[Dataset]
################

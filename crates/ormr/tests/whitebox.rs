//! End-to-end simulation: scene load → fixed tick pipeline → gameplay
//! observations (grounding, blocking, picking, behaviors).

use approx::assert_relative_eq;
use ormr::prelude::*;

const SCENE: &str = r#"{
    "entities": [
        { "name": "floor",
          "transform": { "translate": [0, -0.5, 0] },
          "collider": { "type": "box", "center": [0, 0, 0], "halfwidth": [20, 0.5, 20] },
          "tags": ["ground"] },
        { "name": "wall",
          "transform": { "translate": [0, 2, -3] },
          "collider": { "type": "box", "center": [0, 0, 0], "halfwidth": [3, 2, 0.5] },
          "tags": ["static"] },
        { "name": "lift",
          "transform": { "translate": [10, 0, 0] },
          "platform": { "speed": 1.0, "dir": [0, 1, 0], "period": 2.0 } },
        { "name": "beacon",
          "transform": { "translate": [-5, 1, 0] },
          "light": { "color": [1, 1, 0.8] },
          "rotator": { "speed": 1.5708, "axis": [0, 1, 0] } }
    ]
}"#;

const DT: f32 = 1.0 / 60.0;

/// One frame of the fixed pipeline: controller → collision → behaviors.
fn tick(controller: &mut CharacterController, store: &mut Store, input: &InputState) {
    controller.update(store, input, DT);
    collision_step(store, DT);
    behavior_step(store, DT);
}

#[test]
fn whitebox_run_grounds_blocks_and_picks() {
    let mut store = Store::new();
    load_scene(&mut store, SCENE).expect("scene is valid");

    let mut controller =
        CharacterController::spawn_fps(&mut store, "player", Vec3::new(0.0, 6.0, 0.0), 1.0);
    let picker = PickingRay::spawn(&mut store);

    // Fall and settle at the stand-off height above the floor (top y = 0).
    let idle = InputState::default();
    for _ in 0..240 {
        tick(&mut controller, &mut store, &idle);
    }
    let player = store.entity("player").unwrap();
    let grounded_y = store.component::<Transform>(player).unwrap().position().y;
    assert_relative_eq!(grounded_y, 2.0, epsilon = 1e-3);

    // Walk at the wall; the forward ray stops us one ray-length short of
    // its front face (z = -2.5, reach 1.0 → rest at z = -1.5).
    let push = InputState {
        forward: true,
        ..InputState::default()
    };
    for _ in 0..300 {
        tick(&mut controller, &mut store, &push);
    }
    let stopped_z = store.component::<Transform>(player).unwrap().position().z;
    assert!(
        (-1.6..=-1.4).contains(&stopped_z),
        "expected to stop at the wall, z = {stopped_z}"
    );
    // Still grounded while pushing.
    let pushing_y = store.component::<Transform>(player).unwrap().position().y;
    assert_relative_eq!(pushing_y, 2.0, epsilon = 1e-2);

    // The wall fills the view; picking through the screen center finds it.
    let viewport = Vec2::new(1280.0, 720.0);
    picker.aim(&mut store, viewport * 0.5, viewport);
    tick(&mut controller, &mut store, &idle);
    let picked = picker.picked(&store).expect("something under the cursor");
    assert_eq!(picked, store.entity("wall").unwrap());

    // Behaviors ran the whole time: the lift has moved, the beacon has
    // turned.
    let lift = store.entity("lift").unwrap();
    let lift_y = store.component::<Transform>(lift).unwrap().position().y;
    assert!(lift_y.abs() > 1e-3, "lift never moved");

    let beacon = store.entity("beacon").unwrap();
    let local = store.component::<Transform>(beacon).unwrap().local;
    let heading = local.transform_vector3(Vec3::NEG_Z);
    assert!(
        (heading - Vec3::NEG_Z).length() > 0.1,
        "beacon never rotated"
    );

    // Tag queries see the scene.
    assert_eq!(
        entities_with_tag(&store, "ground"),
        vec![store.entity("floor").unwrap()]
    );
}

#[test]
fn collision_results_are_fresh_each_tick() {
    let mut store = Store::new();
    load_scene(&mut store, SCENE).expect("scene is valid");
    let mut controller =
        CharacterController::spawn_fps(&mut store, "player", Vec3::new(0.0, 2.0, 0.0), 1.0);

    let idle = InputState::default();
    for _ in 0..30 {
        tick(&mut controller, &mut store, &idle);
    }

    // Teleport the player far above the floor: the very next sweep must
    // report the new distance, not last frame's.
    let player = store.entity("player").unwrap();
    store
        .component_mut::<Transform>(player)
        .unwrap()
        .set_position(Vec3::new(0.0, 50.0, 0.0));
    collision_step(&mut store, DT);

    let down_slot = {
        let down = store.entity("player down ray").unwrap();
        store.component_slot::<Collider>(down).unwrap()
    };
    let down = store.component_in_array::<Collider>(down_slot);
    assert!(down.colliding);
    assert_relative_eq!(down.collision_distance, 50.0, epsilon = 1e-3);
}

################

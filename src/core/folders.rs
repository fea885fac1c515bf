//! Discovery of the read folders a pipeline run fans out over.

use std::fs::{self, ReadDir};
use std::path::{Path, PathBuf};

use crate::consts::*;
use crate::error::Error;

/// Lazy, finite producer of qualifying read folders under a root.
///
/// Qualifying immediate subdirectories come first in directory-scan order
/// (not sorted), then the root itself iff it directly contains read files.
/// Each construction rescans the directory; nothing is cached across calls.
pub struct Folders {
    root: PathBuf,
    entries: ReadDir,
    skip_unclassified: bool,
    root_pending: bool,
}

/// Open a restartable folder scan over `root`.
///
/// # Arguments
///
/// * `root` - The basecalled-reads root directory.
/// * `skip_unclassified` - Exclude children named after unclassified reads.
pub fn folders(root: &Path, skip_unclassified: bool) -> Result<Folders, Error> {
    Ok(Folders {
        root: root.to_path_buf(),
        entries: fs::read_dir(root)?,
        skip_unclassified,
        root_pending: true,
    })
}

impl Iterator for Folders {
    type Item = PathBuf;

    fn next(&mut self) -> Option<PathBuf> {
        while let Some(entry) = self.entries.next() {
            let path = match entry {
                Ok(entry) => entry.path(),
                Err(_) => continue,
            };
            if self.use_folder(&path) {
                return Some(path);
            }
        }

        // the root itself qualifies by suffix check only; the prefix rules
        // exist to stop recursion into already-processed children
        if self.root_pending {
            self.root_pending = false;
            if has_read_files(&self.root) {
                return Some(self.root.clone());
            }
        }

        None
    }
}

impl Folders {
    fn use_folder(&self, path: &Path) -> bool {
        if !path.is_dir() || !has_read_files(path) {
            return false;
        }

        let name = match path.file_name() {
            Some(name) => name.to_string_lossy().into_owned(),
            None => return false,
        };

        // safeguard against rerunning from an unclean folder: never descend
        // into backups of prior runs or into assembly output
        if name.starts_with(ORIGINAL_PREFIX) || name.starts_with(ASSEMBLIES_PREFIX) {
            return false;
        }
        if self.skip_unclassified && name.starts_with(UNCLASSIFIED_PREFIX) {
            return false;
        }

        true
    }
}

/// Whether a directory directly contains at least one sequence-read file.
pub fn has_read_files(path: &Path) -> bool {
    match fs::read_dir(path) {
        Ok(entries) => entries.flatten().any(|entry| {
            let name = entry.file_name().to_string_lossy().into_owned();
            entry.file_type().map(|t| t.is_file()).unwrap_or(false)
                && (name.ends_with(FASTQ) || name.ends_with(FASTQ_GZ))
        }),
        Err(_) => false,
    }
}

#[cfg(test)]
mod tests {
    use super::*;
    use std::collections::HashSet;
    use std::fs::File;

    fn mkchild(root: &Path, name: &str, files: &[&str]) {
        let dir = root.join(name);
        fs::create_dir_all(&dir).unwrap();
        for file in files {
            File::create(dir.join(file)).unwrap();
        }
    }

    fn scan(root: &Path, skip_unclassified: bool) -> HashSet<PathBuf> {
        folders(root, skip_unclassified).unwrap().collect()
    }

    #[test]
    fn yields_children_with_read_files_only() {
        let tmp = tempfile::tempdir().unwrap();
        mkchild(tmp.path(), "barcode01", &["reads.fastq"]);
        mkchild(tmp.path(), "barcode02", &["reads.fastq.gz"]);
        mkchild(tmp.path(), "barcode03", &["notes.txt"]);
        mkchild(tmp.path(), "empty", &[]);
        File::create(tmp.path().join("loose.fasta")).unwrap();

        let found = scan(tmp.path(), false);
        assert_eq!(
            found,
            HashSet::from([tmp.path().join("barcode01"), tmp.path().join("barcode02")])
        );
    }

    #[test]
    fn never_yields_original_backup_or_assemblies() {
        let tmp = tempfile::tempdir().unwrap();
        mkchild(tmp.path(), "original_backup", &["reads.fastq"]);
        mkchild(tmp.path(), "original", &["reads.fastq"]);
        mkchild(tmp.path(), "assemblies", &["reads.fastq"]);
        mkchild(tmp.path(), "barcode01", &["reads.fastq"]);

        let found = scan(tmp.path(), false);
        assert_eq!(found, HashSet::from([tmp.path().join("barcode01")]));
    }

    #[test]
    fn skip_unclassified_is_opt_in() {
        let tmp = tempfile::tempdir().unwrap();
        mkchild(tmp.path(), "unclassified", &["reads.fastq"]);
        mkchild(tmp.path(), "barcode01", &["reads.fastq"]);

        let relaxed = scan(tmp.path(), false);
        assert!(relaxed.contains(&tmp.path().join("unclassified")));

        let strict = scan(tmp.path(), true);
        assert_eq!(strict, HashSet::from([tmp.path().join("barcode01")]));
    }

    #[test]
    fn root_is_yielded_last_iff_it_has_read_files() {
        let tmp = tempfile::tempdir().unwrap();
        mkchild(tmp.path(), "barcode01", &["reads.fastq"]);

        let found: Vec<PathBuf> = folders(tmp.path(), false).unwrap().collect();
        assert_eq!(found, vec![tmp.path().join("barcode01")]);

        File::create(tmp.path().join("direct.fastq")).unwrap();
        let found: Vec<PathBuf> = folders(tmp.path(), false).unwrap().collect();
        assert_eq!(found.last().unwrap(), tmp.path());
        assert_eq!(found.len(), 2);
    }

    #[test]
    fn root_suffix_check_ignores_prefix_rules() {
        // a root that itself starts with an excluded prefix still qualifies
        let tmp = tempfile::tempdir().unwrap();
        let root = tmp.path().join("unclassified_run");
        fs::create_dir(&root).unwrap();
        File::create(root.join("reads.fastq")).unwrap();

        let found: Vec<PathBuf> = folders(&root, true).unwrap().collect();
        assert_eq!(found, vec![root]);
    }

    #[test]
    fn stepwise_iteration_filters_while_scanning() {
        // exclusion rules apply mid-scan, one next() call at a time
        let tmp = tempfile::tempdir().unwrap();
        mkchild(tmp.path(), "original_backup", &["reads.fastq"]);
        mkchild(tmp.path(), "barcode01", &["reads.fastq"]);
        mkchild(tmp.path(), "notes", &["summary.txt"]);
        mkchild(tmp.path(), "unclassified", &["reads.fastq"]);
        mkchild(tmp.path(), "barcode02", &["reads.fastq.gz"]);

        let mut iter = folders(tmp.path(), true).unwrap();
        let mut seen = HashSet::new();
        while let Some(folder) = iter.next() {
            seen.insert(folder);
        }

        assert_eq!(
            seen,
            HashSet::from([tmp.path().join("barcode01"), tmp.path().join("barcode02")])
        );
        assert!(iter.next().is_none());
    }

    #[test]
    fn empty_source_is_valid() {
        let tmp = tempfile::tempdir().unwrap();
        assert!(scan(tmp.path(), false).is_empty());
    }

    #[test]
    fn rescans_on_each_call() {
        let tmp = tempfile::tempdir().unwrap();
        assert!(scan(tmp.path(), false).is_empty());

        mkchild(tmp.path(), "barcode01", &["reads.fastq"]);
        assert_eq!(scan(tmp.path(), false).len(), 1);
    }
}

################

[Work to complete] The lines to extract from the data above begin with the line containing "const SCENE: &str" and end with the line containing "for _ in 0..240". Extract them exactly, including both.

[Answer section]
const SCENE: &str = r#"{
    "entities": [
        { "name": "floor",
          "transform": { "translate": [0, -0.5, 0] },
          "collider": { "type": "box", "center": [0, 0, 0], "halfwidth": [20, 0.5, 20] },
          "tags": ["ground"] },
        { "name": "wall",
          "transform": { "translate": [0, 2, -3] },
          "collider": { "type": "box", "center": [0, 0, 0], "halfwidth": [3, 2, 0.5] },
          "tags": ["static"] },
        { "name": "lift",
          "transform": { "translate": [10, 0, 0] },
          "platform": { "speed": 1.0, "dir": [0, 1, 0], "period": 2.0 } },
        { "name": "beacon",
          "transform": { "translate": [-5, 1, 0] },
          "light": { "color": [1, 1, 0.8] },
          "rotator": { "speed": 1.5708, "axis": [0, 1, 0] } }
    ]
}"#;

const DT: f32 = 1.0 / 60.0;

/// One frame of the fixed pipeline: controller → collision → behaviors.
fn tick(controller: &mut CharacterController, store: &mut Store, input: &InputState) {
    controller.update(store, input, DT);
    collision_step(store, DT);
    behavior_step(store, DT);
}

#[test]
fn whitebox_run_grounds_blocks_and_picks() {
    let mut store = Store::new();
    load_scene(&mut store, SCENE).expect("scene is valid");

    let mut controller =
        CharacterController::spawn_fps(&mut store, "player", Vec3::new(0.0, 6.0, 0.0), 1.0);
    let picker = PickingRay::spawn(&mut store);

    // Fall and settle at the stand-off height above the floor (top y = 0).
    let idle = InputState::default();
    for _ in 0..240 {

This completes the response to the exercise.